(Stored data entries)
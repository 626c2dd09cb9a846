// SPDX-FileCopyrightText: 2026 SchedCC Contributors
//
// SPDX-License-Identifier: Apache-2.0

use chrono::Month;

use crate::{Event, EventError, EventKind, EventSource, EventStatus, Trainer};

/// Conditions for filtering events. `None` matches any value.
#[derive(Debug, Default, Clone, Copy, PartialEq, Eq)]
pub struct EventConditions {
    pub trainer: Option<Trainer>,
    pub status: Option<EventStatus>,
    pub source: Option<EventSource>,
    pub kind: Option<EventKind>,

    /// The calendar month of the event date.
    pub month: Option<Month>,
}

impl EventConditions {
    /// Whether every condition is "any".
    pub fn is_any(&self) -> bool {
        *self == Self::default()
    }

    /// Whether the event satisfies all the set conditions.
    pub fn matches(&self, event: &Event) -> bool {
        self.trainer.is_none_or(|a| a == event.trainer)
            && self.status.is_none_or(|a| a == event.status)
            && self.source.is_none_or(|a| a == event.source)
            && self.kind.is_none_or(|a| a == event.kind)
            && self.month.is_none_or(|a| a == event.month())
    }
}

/// Filters the events by the conditions, keeping their original order.
pub fn filter_events<'a>(events: &'a [Event], conds: &EventConditions) -> Vec<&'a Event> {
    events.iter().filter(|e| conds.matches(e)).collect()
}

/// Converts a month number, where 0 means any month.
pub fn month_from_number(n: u8) -> Result<Option<Month>, EventError> {
    match n {
        0 => Ok(None),
        1..=12 => Month::try_from(n)
            .map(Some)
            .map_err(|_| EventError::InvalidMonth(n)),
        _ => Err(EventError::InvalidMonth(n)),
    }
}

/// Converts a month back to its number, 0 for any month.
pub fn month_to_number(month: Option<Month>) -> u8 {
    month.map_or(0, |m| m.number_from_month() as u8)
}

■ **Activity**
Set down the entries again, exactly as they stand above.

■ **Result for this task**
repository 626c2dd09cb9a846
// SPDX-FileCopyrightText: 2026 SchedCC Contributors
//
// SPDX-License-Identifier: Apache-2.0

use chrono::Month;

use crate::{Event, EventError, EventKind, EventSource, EventStatus, Trainer};

/// Conditions for filtering events. `None` matches any value.
#[derive(Debug, Default, Clone, Copy, PartialEq, Eq)]
pub struct EventConditions {
    pub trainer: Option<Trainer>,
    pub status: Option<EventStatus>,
    pub source: Option<EventSource>,
    pub kind: Option<EventKind>,

    /// The calendar month of the event date.
    pub month: Option<Month>,
}

impl EventConditions {
    /// Whether every condition is "any".
    pub fn is_any(&self) -> bool {
        *self == Self::default()
    }

    /// Whether the event satisfies all the set conditions.
    pub fn matches(&self, event: &Event) -> bool {
        self.trainer.is_none_or(|a| a == event.trainer)
            && self.status.is_none_or(|a| a == event.status)
            && self.source.is_none_or(|a| a == event.source)
            && self.kind.is_none_or(|a| a == event.kind)
            && self.month.is_none_or(|a| a == event.month())
    }
}

/// Filters the events by the conditions, keeping their original order.
pub fn filter_events<'a>(events: &'a [Event], conds: &EventConditions) -> Vec<&'a Event> {
    events.iter().filter(|e| conds.matches(e)).collect()
}

/// Converts a month number, where 0 means any month.
pub fn month_from_number(n: u8) -> Result<Option<Month>, EventError> {
    match n {
        0 => Ok(None),
        1..=12 => Month::try_from(n)
            .map(Some)
            .map_err(|_| EventError::InvalidMonth(n)),
        _ => Err(EventError::InvalidMonth(n)),
    }
}

/// Converts a month back to its number, 0 for any month.
pub fn month_to_number(month: Option<Month>) -> u8 {
    month.map_or(0, |m| m.number_from_month() as u8)
}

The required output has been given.